# [Data provided]
--
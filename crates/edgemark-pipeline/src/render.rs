//! Presentation mapping from pipeline grids to viewable grayscale
//! images.
//!
//! Pure value mappings only; encoding the resulting images to files is
//! the caller's concern.

use image::GrayImage;

use crate::gradient::GradientField;
use crate::hysteresis::{EdgeLabel, EdgeMap};

/// Render an edge label map as a grayscale image.
///
/// `None` is black, `Dropped` dark gray (50), `Weak` light gray (127),
/// `Strong` white.
#[must_use = "returns the rendered image"]
pub fn edge_map_image(edges: &EdgeMap) -> GrayImage {
    GrayImage::from_fn(edges.width(), edges.height(), |x, y| {
        let value = match edges.get(x, y) {
            EdgeLabel::None => 0,
            EdgeLabel::Dropped => 50,
            EdgeLabel::Weak => 127,
            EdgeLabel::Strong => 255,
        };
        image::Luma([value])
    })
}

/// Render a gradient field as a grayscale image.
///
/// Magnitudes are normalized against the field maximum and scaled to
/// `[0, 255]` with round-to-nearest. An all-zero field renders black.
#[must_use = "returns the rendered image"]
pub fn gradient_image(field: &GradientField) -> GrayImage {
    let max_magnitude = field.max_magnitude();

    GrayImage::from_fn(field.width(), field.height(), |x, y| {
        let value = if max_magnitude > 0.0 {
            #[allow(clippy::cast_possible_truncation, clippy::cast_sign_loss)]
            let scaled = (255.0 * field.magnitude(x, y) / max_magnitude).round() as u8;
            scaled
        } else {
            0
        };
        image::Luma([value])
    })
}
--
From the listing above, copy out each line where the word "value" appears.

//! Pure value mappings only; encoding the resulting images to files is
        let value = match edges.get(x, y) {
        image::Luma([value])
        let value = if max_magnitude > 0.0 {
        image::Luma([value])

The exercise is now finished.